Elles ont résisté aux siècles, aux catastrophes et aux guerres : pourtant chaque année, des dizaines de maisons à colombages alsaciennes disparaissent. C’est un patrimoine dont la sauvegarde reste tributaire de la bienveillance de maires et des associations.
Leur pérennité se trouve aujourd’hui attaquée, estime l’Association pour la sauvegarde de la maison alsacienne (Asma) interrogée à la veille des journées du patrimoine. « Les maisons à colombages sont synonymes d’attractivité pour les touristes. Beaucoup de gens y voient un patrimoine inépuisable, mais petit à petit leur nombre se réduit comme peau de chagrin », explique Bruno de Butler, membre de l’Asma.

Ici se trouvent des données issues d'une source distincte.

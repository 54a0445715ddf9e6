//! Author deduplication and per-author commit counting

use std::collections::HashMap;

use crate::types::{CommitAuthor, CommitRecord, ResolvedAuthors};

/// Domain used when an identity has to be synthesized from a login
pub const PLACEHOLDER_DOMAIN: &str = "users.noreply.github.com";

/// Check whether an email is a platform-generated placeholder address.
///
/// Matches `login@users.noreply.github.com`, `id+login@users.noreply.github.com`
/// and the general `users.<platform>.noreply.<domain>` shape.
pub fn is_placeholder_email(email: &str) -> bool {
    let Some((_, domain)) = email.rsplit_once('@') else {
        return false;
    };
    let domain = domain.to_ascii_lowercase();
    if domain.ends_with("noreply.github.com") {
        return true;
    }
    domain.starts_with("users.") && domain.split('.').any(|label| label == "noreply")
}

/// Login encoded in a placeholder email's local part.
///
/// `12345+octocat@users.noreply.github.com` yields `octocat`. Returns `None`
/// for non-placeholder addresses.
pub fn placeholder_login(email: &str) -> Option<&str> {
    if !is_placeholder_email(email) {
        return None;
    }
    let (local, _) = email.rsplit_once('@')?;
    let login = match local.split_once('+') {
        Some((_, login)) => login,
        None => local,
    };
    (!login.is_empty()).then_some(login)
}

/// Placeholder identity for a login that matched no commit
pub fn synthesize_placeholder(login: &str) -> CommitAuthor {
    CommitAuthor {
        name: login.to_string(),
        email: format!("{}@{}", login, PLACEHOLDER_DOMAIN),
    }
}

#[derive(Debug)]
struct Slot {
    display: String,
    placeholder: bool,
    merged_into: Option<usize>,
}

/// Single-pass author aggregator.
///
/// Identities are keyed by exact email. A placeholder address and a real
/// address that share a login collapse into one display string; two real
/// addresses never do. Display strings are emitted in order of first sight.
/// Commit counts stay per email regardless of linking.
#[derive(Debug, Default)]
pub struct AuthorAggregator {
    slots: Vec<Slot>,
    by_email: HashMap<String, usize>,
    by_login: HashMap<String, usize>,
    counts: HashMap<String, u32>,
}

impl AuthorAggregator {
    /// Create an empty aggregator
    pub fn new() -> Self {
        Self::default()
    }

    /// Aggregate a whole commit list
    pub fn from_records<'r, I>(records: I) -> Self
    where
        I: IntoIterator<Item = &'r CommitRecord>,
    {
        let mut aggregator = Self::new();
        for record in records {
            aggregator.observe(record);
        }
        aggregator
    }

    /// Follow merge links to the live slot
    fn find(&self, mut idx: usize) -> usize {
        while let Some(next) = self.slots[idx].merged_into {
            idx = next;
        }
        idx
    }

    /// Fold two live slots into the earlier one
    fn merge(&mut self, a: usize, b: usize) -> usize {
        let (host, other) = (a.min(b), a.max(b));
        let upgrade = self.slots[host].placeholder && !self.slots[other].placeholder;
        if upgrade {
            let display = std::mem::take(&mut self.slots[other].display);
            let slot = &mut self.slots[host];
            slot.display = display;
            slot.placeholder = false;
        }
        self.slots[other].merged_into = Some(host);
        host
    }

    /// Record one sighting. Authorless records are ignored.
    pub fn observe(&mut self, record: &CommitRecord) {
        let Some(author) = &record.author else {
            return;
        };

        let placeholder = is_placeholder_email(&author.email);
        let login = record
            .login
            .as_deref()
            .or_else(|| placeholder_login(&author.email))
            .map(str::to_ascii_lowercase);

        let by_email = self.by_email.get(&author.email).map(|&i| self.find(i));
        let by_login = login
            .as_deref()
            .and_then(|l| self.by_login.get(l))
            .map(|&i| self.find(i));

        let idx = match (by_email, by_login) {
            (Some(e), Some(l))
                if e != l && (self.slots[e].placeholder || self.slots[l].placeholder) =>
            {
                self.merge(e, l)
            }
            (Some(e), _) => e,
            (None, Some(l)) if placeholder || self.slots[l].placeholder => l,
            _ => {
                self.slots.push(Slot {
                    display: author.to_string(),
                    placeholder,
                    merged_into: None,
                });
                self.slots.len() - 1
            }
        };

        let slot = &mut self.slots[idx];
        if slot.placeholder && !placeholder {
            slot.display = author.to_string();
            slot.placeholder = false;
        }
        *self.counts.entry(author.email.clone()).or_insert(0) += 1;

        self.by_email.entry(author.email.clone()).or_insert(idx);
        if let Some(login) = login {
            self.by_login.entry(login).or_insert(idx);
        }
    }

    fn live(&self) -> impl Iterator<Item = &Slot> {
        self.slots.iter().filter(|s| s.merged_into.is_none())
    }

    /// Number of distinct identities seen so far
    pub fn len(&self) -> usize {
        self.live().count()
    }

    /// Whether no author-bearing record was observed
    pub fn is_empty(&self) -> bool {
        self.slots.is_empty()
    }

    /// Highest per-email count, 0 when empty
    pub fn max_commit_count(&self) -> u32 {
        self.counts.values().copied().max().unwrap_or(0)
    }

    /// Finish aggregation
    pub fn finish(self) -> ResolvedAuthors {
        let max_commit_count = self.max_commit_count();
        ResolvedAuthors {
            authors: self
                .slots
                .into_iter()
                .filter(|s| s.merged_into.is_none())
                .map(|s| s.display)
                .collect(),
            max_commit_count,
        }
    }
}

/// Pick the identity to report for an assignee login.
///
/// Takes the first commit whose login matches; a placeholder match is only
/// kept until a later match with a real address shows up. Falls back to a
/// synthesized placeholder when nothing matches.
pub fn resolve_assignee(login: &str, commits: &[CommitRecord]) -> CommitAuthor {
    let mut best: Option<&CommitAuthor> = None;

    for commit in commits {
        let matches = commit
            .login
            .as_deref()
            .is_some_and(|l| l.eq_ignore_ascii_case(login));
        if !matches {
            continue;
        }
        let Some(author) = &commit.author else {
            continue;
        };
        if !is_placeholder_email(&author.email) {
            return author.clone();
        }
        best.get_or_insert(author);
    }

    best.cloned().unwrap_or_else(|| synthesize_placeholder(login))
}

#[cfg(test)]
mod tests {
    use super::*;

    #[test]
    fn test_placeholder_detection() {
        assert!(is_placeholder_email("c@users.noreply.github.com"));
        assert!(is_placeholder_email("123+c@users.noreply.github.com"));
        assert!(is_placeholder_email("c@users.gitlab.noreply.example.com"));
        assert!(!is_placeholder_email("c@real.com"));
        assert!(!is_placeholder_email("noreply@github.com"));
        assert!(!is_placeholder_email("not-an-email"));
    }

    #[test]
    fn test_placeholder_login() {
        assert_eq!(
            placeholder_login("123+octocat@users.noreply.github.com"),
            Some("octocat")
        );
        assert_eq!(placeholder_login("dave@users.noreply.github.com"), Some("dave"));
        assert_eq!(placeholder_login("dave@example.com"), None);
    }

    #[test]
    fn test_dedup_and_count() {
        let records = vec![
            CommitRecord::new("Alice", "a@x.com"),
            CommitRecord::new("Bob", "b@y.com"),
            CommitRecord::new("Alice", "a@x.com"),
        ];
        let result = AuthorAggregator::from_records(&records).finish();
        assert_eq!(result.authors, vec!["Alice <a@x.com>", "Bob <b@y.com>"]);
        assert_eq!(result.max_commit_count, 2);
    }

    #[test]
    fn test_empty_and_authorless() {
        assert_eq!(AuthorAggregator::new().finish(), ResolvedAuthors::default());

        let records = vec![CommitRecord::authorless(Some("ghost".into()))];
        let result = AuthorAggregator::from_records(&records).finish();
        assert!(result.authors.is_empty());
        assert_eq!(result.max_commit_count, 0);
    }

    #[test]
    fn test_first_real_name_wins_for_same_email() {
        let records = vec![
            CommitRecord::new("Alice", "a@x.com"),
            CommitRecord::new("Alice Smith", "a@x.com"),
        ];
        let result = AuthorAggregator::from_records(&records).finish();
        assert_eq!(result.authors, vec!["Alice <a@x.com>"]);
    }

    #[test]
    fn test_real_email_replaces_placeholder_via_login() {
        let records = vec![
            CommitRecord::new("C", "c@users.noreply.github.com").with_login("c"),
            CommitRecord::new("Dee", "d@d.org"),
            CommitRecord::new("C", "c@users.noreply.github.com").with_login("c"),
            CommitRecord::new("C", "c@real.com").with_login("c"),
            CommitRecord::new("C", "c@users.noreply.github.com").with_login("c"),
        ];
        let result = AuthorAggregator::from_records(&records).finish();
        assert_eq!(result.authors, vec!["C <c@real.com>", "Dee <d@d.org>"]);
        // three sightings of the placeholder address, one of the real one
        assert_eq!(result.max_commit_count, 3);
    }

    #[test]
    fn test_placeholder_login_links_without_record_login() {
        let records = vec![
            CommitRecord::new("Oct", "octo@corp.io").with_login("Octocat"),
            CommitRecord::new("Oct", "42+octocat@users.noreply.github.com"),
        ];
        let result = AuthorAggregator::from_records(&records).finish();
        assert_eq!(result.authors, vec!["Oct <octo@corp.io>"]);
        assert_eq!(result.max_commit_count, 1);
    }

    #[test]
    fn test_late_link_merges_separate_identities() {
        let records = vec![
            CommitRecord::new("U", "u@real.com"),
            CommitRecord::new("U", "u@users.noreply.github.com"),
            CommitRecord::new("U", "u@real.com").with_login("u"),
        ];
        let mut aggregator = AuthorAggregator::from_records(&records);
        assert_eq!(aggregator.len(), 1);
        aggregator.observe(&CommitRecord::new("U", "u@users.noreply.github.com"));
        let result = aggregator.finish();
        assert_eq!(result.authors, vec!["U <u@real.com>"]);
        assert_eq!(result.max_commit_count, 2);
    }

    #[test]
    fn test_linking_keeps_counts_per_email() {
        let mut records = vec![
            CommitRecord::new("C", "c@users.noreply.github.com").with_login("c");
            3
        ];
        records.push(CommitRecord::new("C", "c@real.com").with_login("c"));
        records.push(CommitRecord::new("D", "d@d.org"));

        let result = AuthorAggregator::from_records(&records).finish();
        assert_eq!(result.authors, vec!["C <c@real.com>", "D <d@d.org>"]);
        assert_eq!(result.max_commit_count, 3);
    }

    #[test]
    fn test_two_real_emails_stay_distinct() {
        let records = vec![
            CommitRecord::new("Eve", "eve@home.net").with_login("eve"),
            CommitRecord::new("Eve", "eve@work.com").with_login("eve"),
        ];
        let result = AuthorAggregator::from_records(&records).finish();
        assert_eq!(result.authors.len(), 2);
        assert_eq!(result.max_commit_count, 1);
    }

    #[test]
    fn test_assignee_placeholder_retained() {
        let commits = vec![
            CommitRecord::new("Zed", "zed@z.io").with_login("zed"),
            CommitRecord::new("Dave", "dave@users.noreply.github.com").with_login("dave"),
        ];
        let author = resolve_assignee("dave", &commits);
        assert_eq!(author.to_string(), "Dave <dave@users.noreply.github.com>");
    }

    #[test]
    fn test_assignee_prefers_later_real_match() {
        let commits = vec![
            CommitRecord::new("Dave", "dave@users.noreply.github.com").with_login("dave"),
            CommitRecord::new("Dave R", "dave@real.org").with_login("dave"),
            CommitRecord::new("Dave Other", "dave@other.org").with_login("dave"),
        ];
        assert_eq!(resolve_assignee("dave", &commits).to_string(), "Dave R <dave@real.org>");
    }

    #[test]
    fn test_assignee_synthesized_when_unmatched() {
        let author = resolve_assignee("nobody", &[]);
        assert_eq!(author.to_string(), "nobody <nobody@users.noreply.github.com>");
    }
}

Des familles qui n’ont pas les moyens d’engager de lourds travaux de restauration, le manque d’intérêt pour l’ancien, un héritage familial parfois embarrassant : les causes de ce phénomène d’abandon sont multiples et il est fréquent de voir des propriétaires tentés de vendre ou de démolir ces maisons pour du neuf. Transmises de génération en génération, des dizaines de maisons paysannes, corps de ferme, granges et dépendances en poutres de bois apparentes seraient pourtant sacrifiées chaque année, estiment les défenseurs de l’Asma. « La maison alsacienne n’est pas mal aimée, mais elle n’est pas dans l’air du temps », estime M. de Butler.